Vichy ne chercha pas à les faire libérer et accepta en 1943 la proposition allemande de faire garder les Frontstalags par des Français, jetant ainsi le discrédit sur les cadres militaires qui apparaissent comme des collaborateurs de l’occupant aux yeux des tirailleurs. Des chaînes d’évasion se mettent en place et, en 1944, des évasions collectives sont provoquées par les maquis. Une fois évadés, certains tirailleurs restent cachés, les autres intègrent des maquis où ils sont souvent affectés à la logistique. À la libération quelques groupes de tirailleurs défilent aux côtés des FFI.
À la Libération, on leur refuse le droit de se faire démobiliser en métropole et on leur fait attendre très longtemps le rapatriement en Afrique. Leurs conditions de vie sont alors pires que durant l’occupation. De nombreux incidents éclatent, en France en novembre et décembre 1944 ainsi qu’en août 1945 ; le plus grave des « incidents » se produit à Thiaroye, près de Dakar, en novembre 1944, pour des questions de solde et de drois. La répression, terrible, fit 35 morts.
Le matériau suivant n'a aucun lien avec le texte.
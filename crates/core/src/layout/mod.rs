pub mod lanes;
pub mod router;

pub use lanes::{LaneAssignment, LaneLayout, assign_lanes};
pub use router::{Bend, Connector, ConnectorPath, GridPos, PathKind, route_connectors, route_path};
Christine Lévisse-Touzé présente quelques cas précis, en utilisant la très riche exposition qui a eu lieu dans son musée, ainsi Eugénie Eboué et sa fille Ginette qui ont rejoint la France libre grâce au réseau de Gaston Monnerville. Eugénie Telle, née à Cayenne, institutrice, à Saint-Laurent-du-Maroni, a épousé Félix Éboué et est partie vivre avec lui lorsqu’il fut nommé gouverneur du Tchad français en 1938. Le couple se rallie au général de Gaulle dès août 1940, ce qui vaut à Félix Éboué d’être nommé gouverneur de l’Afrique équatoriale française. De son côté, Eugénie Telle s’engage dans les Forces françaises libres féminines et devient infirmière à l’hôpital militaire de Brazzaville.
Elle présente la 2e DB du Général Leclerc comme un symbole de la diversité. Quand la division fut transférée en Angleterre elle comptait 14 500 hommes dont 2600 soldats et officiers de l’empire colonial français. Mais elle fut frappée par le « blanchiment » : les soldats noirs furent jugés inaptes à servir dans une unité blindée.
Présent dans la salle, Jean-Louis Crémieux-Brilhac apporte quelques compléments :
– Les Algériens sont mobilisés tandis que les Marocains sont des volontaires car le Maroc étant un protectorat, c’est en théorie un État indépendant et le Sultan fut fait compagnon de la libération le 19 juin 1945. Néanmoins, la pression des chefs de villages et des cadres de l’armée française est grande, et jette un grand doute sur la réalité du volontariat.
– Entre avril et juin 1944, le corps expéditionnaire français, constitué pour moitié de goumiers marocains, de soldats algériens, tunisiens et de tirailleurs sénégalais, s’est rendu coupable de crimes de guerre en Italie centrale et méridionale et en particulier dans les environs du mont Cassin, une région localement appelée Ciociarie, où plus de 2 000 femmes ont été violées, ainsi que 600 hommes.